### ASSIGNMENT:
The answer must be one number: how many lines in the records below contain the string "storage".
============
//! Explicit session context.
//!
//! The bearer token lives in exactly one place behind a [`CredentialStore`].
//! The HTTP client and the route guard receive a [`Session`] handle instead of
//! reading browser storage themselves, so both see the same credential and
//! tests can swap the store for [`MemoryCredentialStore`].

use std::cell::RefCell;
use std::fmt;
use std::rc::Rc;

/// Backing storage of the single credential slot.
pub trait CredentialStore {
    fn load(&self) -> Option<String>;
    fn save(&self, token: &str);
    fn remove(&self);
}

/// In-memory store, used by tests and as a fallback when browser storage is unavailable.
#[derive(Default)]
pub struct MemoryCredentialStore {
    token: RefCell<Option<String>>,
}

impl CredentialStore for MemoryCredentialStore {
    fn load(&self) -> Option<String> {
        self.token.borrow().clone()
    }

    fn save(&self, token: &str) {
        *self.token.borrow_mut() = Some(token.to_string());
    }

    fn remove(&self) {
        *self.token.borrow_mut() = None;
    }
}

/// Cheap-to-clone handle over the credential store.
#[derive(Clone)]
pub struct Session {
    store: Rc<dyn CredentialStore>,
}

impl Session {
    pub fn new(store: Rc<dyn CredentialStore>) -> Self {
        Self { store }
    }

    pub fn in_memory() -> Self {
        Self::new(Rc::new(MemoryCredentialStore::default()))
    }

    /// Current token. Blank strings count as absent.
    pub fn token(&self) -> Option<String> {
        self.store.load().filter(|t| !t.trim().is_empty())
    }

    pub fn is_authenticated(&self) -> bool {
        self.token().is_some()
    }

    pub fn sign_in(&self, token: &str) {
        self.store.save(token);
    }

    pub fn sign_out(&self) {
        self.store.remove();
    }

    /// Value of the `Authorization` header, if a credential is present.
    pub fn authorization_header(&self) -> Option<String> {
        self.token().map(|t| format!("Bearer {}", t))
    }
}

impl PartialEq for Session {
    fn eq(&self, other: &Self) -> bool {
        Rc::ptr_eq(&self.store, &other.store)
    }
}

impl fmt::Debug for Session {
    fn fmt(&self, f: &mut fmt::Formatter<'_>) -> fmt::Result {
        f.debug_struct("Session")
            .field("authenticated", &self.is_authenticated())
            .finish()
    }
}

#[cfg(test)]
mod tests {
    use super::*;

    #[test]
    fn sign_in_then_out() {
        let session = Session::in_memory();
        assert!(!session.is_authenticated());
        assert_eq!(session.authorization_header(), None);

        session.sign_in("abc.def");
        assert!(session.is_authenticated());
        assert_eq!(session.authorization_header().as_deref(), Some("Bearer abc.def"));

        session.sign_out();
        assert_eq!(session.token(), None);
    }

    #[test]
    fn blank_token_is_not_a_credential() {
        let session = Session::in_memory();
        session.sign_in("  ");
        assert!(!session.is_authenticated());
    }

    #[test]
    fn clones_share_the_store() {
        let session = Session::in_memory();
        let other = session.clone();
        session.sign_in("t");
        assert_eq!(other.token().as_deref(), Some("t"));
        assert_eq!(session, other);
        assert_ne!(session, Session::in_memory());
    }
}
============
### WRITTEN SOLUTION:
3